Initially, the platform will be used for advisory votes, which are not regulated mostly, and to create local petitions. The pilot launch of the platform is to be performed in Kyiv and Odesa regions. In case the project proves successful, the experience will be employed in the service of electronic petitions to the president, and then during real elections, like those parliamentary. However, there are some urgent issues to be solved first.
“First, we have to develop a voting system for groups where no one can control a server singlehandedly. Second, there’s an identification issue, so that votes could be legally binding. Electronic signature or biometry could work here. Finally, we have to enhance anonymity, so that no one would be afraid to cast a vote,” Konashevych said.
Anyway, if the government decides to switch to online elections, a ready-made and well-tested blockchain-based system would allow them to use its advantages at once, instead of laying the implementation on a shelf.
Meanwhile, the cabinet of ministers vocalized their intent to find a use for the platform once it is created.
“We do count on the pilot version. We’re ready to take it and implement in public management at once,” said Yegor Stefanovych, the Head of IT department at Ukraine’s Government Secretariat.
A speech by Lasha Antadze, a specialist from Innovations & Development Fund, was one of the conference’s highlights. He presented the final version of eAuction 3.0, a decentralized auction platform for state property sales. The platform was finalized this February.
Antadze noted that, while the system is blockchain-based and transparent, the project still depends on external factors. For that reason, he said, the following limitations have to be considered:
- the national cadastre contains records on land titles
- property rights ledger contains records on property rights for real estate on the land in question
- notaries act as intermediaries to verify property transfer
- the transaction’s currency is defined by the central bank.
However, government officials themselves are often interested in interaction with the platform.
“Government entities themselves come to the conclusion that something’s got to be changed. The most important thing now is to give it the right direction, and show them the way,” Antadze said.
Ukraine’s continuing reforms on public management decentralization aimed at broadening of local authorities’ powers also provides new opportunities for shifting government ledgers to decentralized rails.

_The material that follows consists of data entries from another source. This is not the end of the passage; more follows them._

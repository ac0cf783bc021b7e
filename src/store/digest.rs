//! 把设定文档渲染为 Markdown 摘要（写进提示词，也用于上下文规模估算）

use std::fmt::Write as _;

use serde_json::Value;

/// 取第一个存在且非空的字段，渲染为文本
fn field<'a>(obj: &'a Value, keys: &[&str]) -> Option<&'a Value> {
    keys.iter()
        .filter_map(|k| obj.get(*k))
        .find(|v| !v.is_null() && v.as_str() != Some(""))
}

fn text(v: &Value) -> String {
    match v {
        Value::String(s) => s.clone(),
        Value::Array(items) => items.iter().map(text).collect::<Vec<_>>().join("; "),
        other => other.to_string(),
    }
}

fn text_or(obj: &Value, keys: &[&str], fallback: &str) -> String {
    field(obj, keys).map(text).unwrap_or_else(|| fallback.to_string())
}

pub fn render_setting_digest(setting: &Value) -> String {
    if setting.as_object().map_or(true, |m| m.is_empty()) {
        return "暂无设定".to_string();
    }
    let empty = Value::Null;
    let meta = setting.get("meta").unwrap_or(&empty);
    let world = field(setting, &["world_view", "world_setting"]).unwrap_or(&empty);
    let chars = setting.get("characters").unwrap_or(&empty);

    let mut md = String::new();
    let _ = writeln!(md, "# {}\n", text_or(meta, &["title"], "未命名小说"));

    let _ = writeln!(md, "## 1. 基础信息");
    let _ = writeln!(md, "* **核心卖点**: {}", text_or(meta, &["core_hook"], "无"));
    let _ = writeln!(md, "* **主题**: {}", text_or(meta, &["theme"], "无"));
    let _ = writeln!(
        md,
        "* **预期字数**: {}",
        text_or(meta, &["estimated_word_count", "total_words_target"], "未设置")
    );
    let tags = meta.get("tags").map(|t| match t {
        Value::Array(items) => items.iter().map(text).collect::<Vec<_>>().join(", "),
        other => text(other),
    });
    let _ = writeln!(md, "* **标签**: {}\n", tags.unwrap_or_default());

    let _ = writeln!(md, "## 2. 世界观");
    let _ = writeln!(md, "* **背景**: {}", text_or(world, &["background"], "无"));
    let _ = writeln!(md, "* **地理/场景**: {}", text_or(world, &["geography", "locations"], "无"));
    let _ = writeln!(md, "* **世界规则**: {}", text_or(world, &["world_rules", "rules"], "无"));
    let _ = writeln!(md, "* **力量体系**: {}", text_or(world, &["power_system"], ""));
    match world.get("factions") {
        Some(Value::Array(factions)) if !factions.is_empty() => {
            let _ = writeln!(md, "* **势力**:");
            for f in factions {
                if f.is_object() {
                    let _ = writeln!(
                        md,
                        "  - {}: {}",
                        text_or(f, &["name"], "?"),
                        text_or(f, &["description"], "")
                    );
                } else {
                    let _ = writeln!(md, "  - {}", text(f));
                }
            }
        }
        Some(other) if !other.is_null() && other.as_str() != Some("") => {
            let _ = writeln!(md, "* **势力**:\n  - {}", text(other));
        }
        _ => {}
    }
    md.push('\n');

    let _ = writeln!(md, "## 3. 角色");
    let p = chars.get("protagonist").unwrap_or(&empty);
    let _ = writeln!(md, "### 主角: {}", text_or(p, &["name"], "未命名"));
    let _ = writeln!(md, "* **年龄**: {}", text_or(p, &["age"], "未知"));
    let _ = writeln!(md, "* **外貌**: {}", text_or(p, &["appearance"], "暂无描述"));
    let _ = writeln!(
        md,
        "* **性格特征**: {}",
        text_or(p, &["personality", "personality_traits"], "暂无")
    );
    let _ = writeln!(md, "* **技能/金手指**: {}", text_or(p, &["gold_finger", "skills"], "无"));
    let _ = writeln!(md, "* **当前目标**: {}", text_or(p, &["goal"], "无"));

    if let Some(rels) = field(chars, &["relationships"]) {
        let _ = writeln!(md, "* **人际关系网**: {}", text(rels));
    } else if let Some(Value::Array(rels)) = p.get("relationships") {
        let _ = writeln!(md, "* **人际关系**:");
        for rel in rels {
            let _ = writeln!(
                md,
                "  - {} ({}): {}",
                text_or(rel, &["name"], "?"),
                text_or(rel, &["relation"], "?"),
                text_or(rel, &["attitude"], "?")
            );
        }
    }

    let a = chars.get("antagonist").unwrap_or(&empty);
    if a.as_object().map_or(false, |m| !m.is_empty()) {
        let _ = writeln!(md, "\n### 反派: {}", text_or(a, &["name"], "未命名"));
        let _ = writeln!(md, "* **头衔**: {}", text_or(a, &["title"], ""));
        let _ = writeln!(md, "* **动机**: {}", text_or(a, &["motivation"], "未知"));
        let _ = writeln!(md, "* **背景**: {}", text_or(a, &["background"], ""));
    }

    if let Some(Value::Array(supporting)) = chars.get("supporting") {
        if !supporting.is_empty() {
            let _ = writeln!(md, "\n### 配角:");
            for s in supporting {
                let _ = writeln!(
                    md,
                    "* **{}** ({}): {}",
                    text_or(s, &["name"], "未命名"),
                    text_or(s, &["role"], "路人"),
                    text_or(s, &["trait"], "")
                );
            }
        }
    }
    md
}
//! 写作过程事件：交给外部展示层（终端、Web）渲染，核心本身不输出任何界面

use serde::Serialize;
use tokio::sync::mpsc;

#[derive(Debug, Clone, PartialEq, Serialize)]
#[serde(tag = "type", rename_all = "snake_case")]
pub enum NovelEvent {
    /// 状态文本
    Status { text: String },
    /// 开始一章
    ChapterStarted {
        chapter: u32,
        total: usize,
        stage: String,
        progress: f64,
    },
    /// 初稿完成
    Drafted { chapter: u32, chars: usize, target: usize },
    /// 字数调整（扩写或精简）一轮
    LengthAdjusted {
        chapter: u32,
        retry: u32,
        expand: bool,
        before: usize,
        after: usize,
    },
    /// 一次审核结果
    Reviewed {
        chapter: u32,
        attempt: u32,
        score: f64,
        passed: bool,
        comments: String,
    },
    /// 按意见修改一轮
    Revised {
        chapter: u32,
        attempt: u32,
        human_feedback: bool,
    },
    /// 审核尝试次数用尽仍未达标
    GateExhausted { chapter: u32, attempts: u32 },
    ChapterAccepted {
        chapter: u32,
        title: String,
        score: f64,
        chars: usize,
    },
    /// 本章放弃，不落盘
    ChapterAbandoned { chapter: u32 },
    /// 历史压缩
    HistoryCompressed { evicted: usize, kept: usize },
    /// 作者风格更新（预览）
    StyleEvolved { preview: String },
    LifeEvent { event: String, effect: String },
    /// 本次运行结束
    Finished { written: u32, reason: String },
    Error { text: String },
}

pub type EventSender = mpsc::UnboundedSender<NovelEvent>;

/// 发送事件；没有订阅者或接收端已关闭时静默丢弃
pub(crate) fn emit(events: &Option<EventSender>, event: NovelEvent) {
    if let Some(tx) = events {
        let _ = tx.send(event);
    }
}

“Back when we just started, there was only the Odessa region participating. Earlier this year, the number of participants has grown: now it’s Odessa region, Sumy region, the land cadastre, the ministry of economy, and there’s interest from different levels, both municipal and central. We launched a small project just to show people how good it could have been, and now, all of a sudden, there are so many people,” Antadze added.
In the course of discussion, the speaker has outlined his own philosophy behind development of decentralized solutions for public management:
“Generally, I stand against any government intervention in those realms. I personally see a peer-to-peer society, and it completely lacks state regulators, arbiters, and so on. That’s just my opinion. However, we all have to get them into our game and use the law to decentralize the central server in Kyiv, and to give the ledgers to local communities. Blockchain will allow us to unify the ledgers informationally. It could be a small step for a ledger, but a giant leap for the future.”
In the wake of the conference, March 23, a memorandum on implementation of decentralized online auctions at municipal and regional levels was signed by the initiative’s authors, state officials, politicians, and businesspeople. The pilot project will be tested for transfer of property leasing rights.